La période de 1966 à 2005 fut marquée par la dictature des Bahima burundais (Micombero, Bagaza, Buyoya), au cours de laquelle certains d’entre eux se proclamèrent Bashingantahe. Ce geste constituait un sacrilège au regard des valeurs de l’Ubungoma et de l’Ubuntu, car un Hima, considéré dans la cosmologie barundi comme membre d’une confrérie d’êtres dotés d’un cœur « pur mais mauvais » (umutima mubi), c’est-à-dire dépourvu d’états d’âme, ne pouvait en aucun cas prétendre au titre de Mushingantahe. Traditionnellement, les Bahima, au sein de l’institution du Tambour Sacré Karyenda, étaient perçus comme des êtres divins. Leur rôle consistait à veiller à l’harmonie des miryango d’Ingoma y’Uburundi en réprimant sans pitié ni remords les lignages ou individus jugés déstabilisateurs. Avec la disparition de l’institution de Mukakaryenda et de Karyenda (sous l’effet de la colonisation et de l’évangélisation), les Bahima furent réinterprétés et instrumentalisés par les missionnaires, puis devinrent les principaux acteurs de la colonialité au Burundi.

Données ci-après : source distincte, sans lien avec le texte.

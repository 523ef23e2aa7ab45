// (c) Cartesi and individual authors (see AUTHORS)
// SPDX-License-Identifier: Apache-2.0 (see LICENSE)

use std::collections::BTreeMap;

use alloy_primitives::{Address, B256, Bytes, U256, keccak256};
use alloy_sol_types::{SolValue, sol};
use serde::{Deserialize, Serialize};
use thiserror::Error;

use crate::application::StateView;

pub const LEGACY_TX_TYPE: u8 = 0x00;
pub const ACCESS_LIST_TX_TYPE: u8 = 0x01;
pub const DYNAMIC_FEE_TX_TYPE: u8 = 0x02;
pub const BLOB_TX_TYPE: u8 = 0x03;
pub const SET_CODE_TX_TYPE: u8 = 0x04;
// Every type at or above this value is reserved for chain-internal transactions.
pub const CHAIN_INTERNAL_TX_TYPE_FLOOR: u8 = 0x64;

sol! {
    #[derive(Debug, PartialEq, Eq)]
    struct TxBody {
        address sender;
        uint64 nonce;
        uint64 gas_limit;
        uint64 max_fee_per_gas;
        address to;
        uint256 value;
        bytes data;
    }
}

#[derive(Debug, Error, Clone, PartialEq, Eq)]
pub enum TxDecodeError {
    #[error("empty transaction encoding")]
    Empty,
    #[error("invalid transaction body: {reason}")]
    Body { reason: String },
}

/// A transaction as admitted by the sequencer.
///
/// The encoding is cached at construction: batch accounting, hashing and message building
/// all read it on the hot path.
#[derive(Debug, Clone, PartialEq, Eq)]
pub struct Transaction {
    tx_type: u8,
    body: TxBody,
    encoded: Bytes,
    hash: B256,
}

impl Transaction {
    pub fn new(tx_type: u8, body: TxBody) -> Self {
        let mut encoded = Vec::with_capacity(1 + 32 * 9 + body.data.len());
        encoded.push(tx_type);
        encoded.extend_from_slice(body.abi_encode().as_slice());
        let hash = keccak256(encoded.as_slice());
        Self {
            tx_type,
            body,
            encoded: encoded.into(),
            hash,
        }
    }

    pub fn decode(bytes: &[u8]) -> Result<Self, TxDecodeError> {
        let (&tx_type, rest) = bytes.split_first().ok_or(TxDecodeError::Empty)?;
        let body = <TxBody as SolValue>::abi_decode(rest).map_err(|err| TxDecodeError::Body {
            reason: err.to_string(),
        })?;
        // The hash and the data budget are computed over the canonical encoding, so it must
        // be exactly what was received.
        let tx = Self::new(tx_type, body);
        if tx.encoded.as_ref() != bytes {
            return Err(TxDecodeError::Body {
                reason: format!(
                    "non-canonical encoding: got {} bytes, canonical form has {}",
                    bytes.len(),
                    tx.encoded.len()
                ),
            });
        }
        Ok(tx)
    }

    pub fn tx_type(&self) -> u8 {
        self.tx_type
    }

    pub fn body(&self) -> &TxBody {
        &self.body
    }

    pub fn sender(&self) -> Address {
        self.body.sender
    }

    pub fn nonce(&self) -> u64 {
        self.body.nonce
    }

    pub fn gas_limit(&self) -> u64 {
        self.body.gas_limit
    }

    pub fn value(&self) -> U256 {
        self.body.value
    }

    pub fn data(&self) -> &[u8] {
        self.body.data.as_ref()
    }

    pub fn hash(&self) -> B256 {
        self.hash
    }

    pub fn encoded(&self) -> &Bytes {
        &self.encoded
    }

    /// Size counted against the per-batch data budget.
    pub fn encoded_len(&self) -> usize {
        self.encoded.len()
    }

    pub fn is_type_supported(&self) -> bool {
        is_tx_type_supported(self.tx_type)
    }
}

pub fn is_tx_type_supported(tx_type: u8) -> bool {
    match tx_type {
        LEGACY_TX_TYPE | ACCESS_LIST_TX_TYPE | DYNAMIC_FEE_TX_TYPE | SET_CODE_TX_TYPE => true,
        BLOB_TX_TYPE => false,
        other => other < CHAIN_INTERNAL_TX_TYPE_FLOOR,
    }
}

#[derive(Debug, Error, Clone, Copy, PartialEq, Eq)]
pub enum ConditionalError {
    #[error("BlockNumberMin condition not met")]
    BlockNumberMin,
    #[error("BlockNumberMax condition not met")]
    BlockNumberMax,
    #[error("TimestampMin condition not met")]
    TimestampMin,
    #[error("TimestampMax condition not met")]
    TimestampMax,
    #[error("KnownNonce condition not met for {address}: expected {expected}, found {found}")]
    KnownNonce {
        address: Address,
        expected: u64,
        found: u64,
    },
}

/// Preconditions a submitter attaches to a transaction. Checked against the parent-chain
/// block number and the timestamp of the block being built.
#[derive(Debug, Clone, Default, PartialEq, Eq, Serialize, Deserialize)]
#[serde(rename_all = "camelCase")]
pub struct ConditionalOptions {
    #[serde(default, skip_serializing_if = "BTreeMap::is_empty")]
    pub known_nonces: BTreeMap<Address, u64>,
    #[serde(default, skip_serializing_if = "Option::is_none")]
    pub block_number_min: Option<u64>,
    #[serde(default, skip_serializing_if = "Option::is_none")]
    pub block_number_max: Option<u64>,
    #[serde(default, skip_serializing_if = "Option::is_none")]
    pub timestamp_min: Option<u64>,
    #[serde(default, skip_serializing_if = "Option::is_none")]
    pub timestamp_max: Option<u64>,
}

impl ConditionalOptions {
    pub fn check(
        &self,
        l1_block_number: u64,
        timestamp: u64,
        state: &dyn StateView,
    ) -> Result<(), ConditionalError> {
        if self.block_number_min.is_some_and(|min| l1_block_number < min) {
            return Err(ConditionalError::BlockNumberMin);
        }
        if self.block_number_max.is_some_and(|max| l1_block_number > max) {
            return Err(ConditionalError::BlockNumberMax);
        }
        if self.timestamp_min.is_some_and(|min| timestamp < min) {
            return Err(ConditionalError::TimestampMin);
        }
        if self.timestamp_max.is_some_and(|max| timestamp > max) {
            return Err(ConditionalError::TimestampMax);
        }
        for (&address, &expected) in &self.known_nonces {
            let found = state.nonce(address);
            if found != expected {
                return Err(ConditionalError::KnownNonce {
                    address,
                    expected,
                    found,
                });
            }
        }
        Ok(())
    }
}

En 1997, le dictateur Hima Buyoya (UPRONA) créa par décret (décret-loi n° 1/001/97 du 3 janvier 1997) une institution étatique : le Conseil National des Bashingantahe (CNB), dans laquelle il nomma 40 Bashingantahe.
À cette période existaient les camps de concentration du Burundi [11], où 1,5 million de Barundi furent arrachés de leurs collines pour être parqués dans des camps — de véritables mouroirs — soit un tiers de la population burundaise à cette époque. Beaucoup de Bashingantahe et de Bapfasoni, issus des confréries traditionnelles locales, furent internés et certains moururent.
Or, les confréries des Bashingantahe et des Bapfasoni ne sont pas des institutions politiques comme l’était le CNB, dont la nomination permettait à ses membres d’être rémunérés financièrement par le PNUD. Tout cela allait fâcher les confréries des Bashingantahe et des Bapfasoni dans les collines du Burundi. Ces membres, indignés, allaient alors militer au sein du CNDD-FDD.

Après la tentative de « révolution de couleur »  ratée de 2015 [12], nombre de Bahima burundais se réfugièrent en Occident, entraînant également l’exil de nombreux membres du Conseil National des Bashingantahe (CNB).

De 2021 à 2022, les confréries des Bashingantahe et des Bapfasoni (proches du CNDD-FDD) sont parvenues, par le biais de décrets, à écarter le Conseil National des Bashingantahe (CNB) en le remplaçant par les Abahuza bo ku mitumba, rebaptisés Conseil National des Notables Collinaires (CNC). Chaque conseil collinaire est désormais composé de 15 membres élus au suffrage universel direct et secret par l’assemblée collinaire, pour un mandat renouvelable de durée indéterminée. Au total, environ 43 650 notables (15 × 2 910 collines et quartiers) ont été élus en septembre 2022 à l’échelle nationale, selon les chiffres officiels des autorités. Ce sont précisément d’anciens membres du CNB – certains exilés en Occident, d’autres encore présents au Burundi – qui tentent aujourd’hui de ressusciter leur influence à travers le CBE ou autres structures en diaspora.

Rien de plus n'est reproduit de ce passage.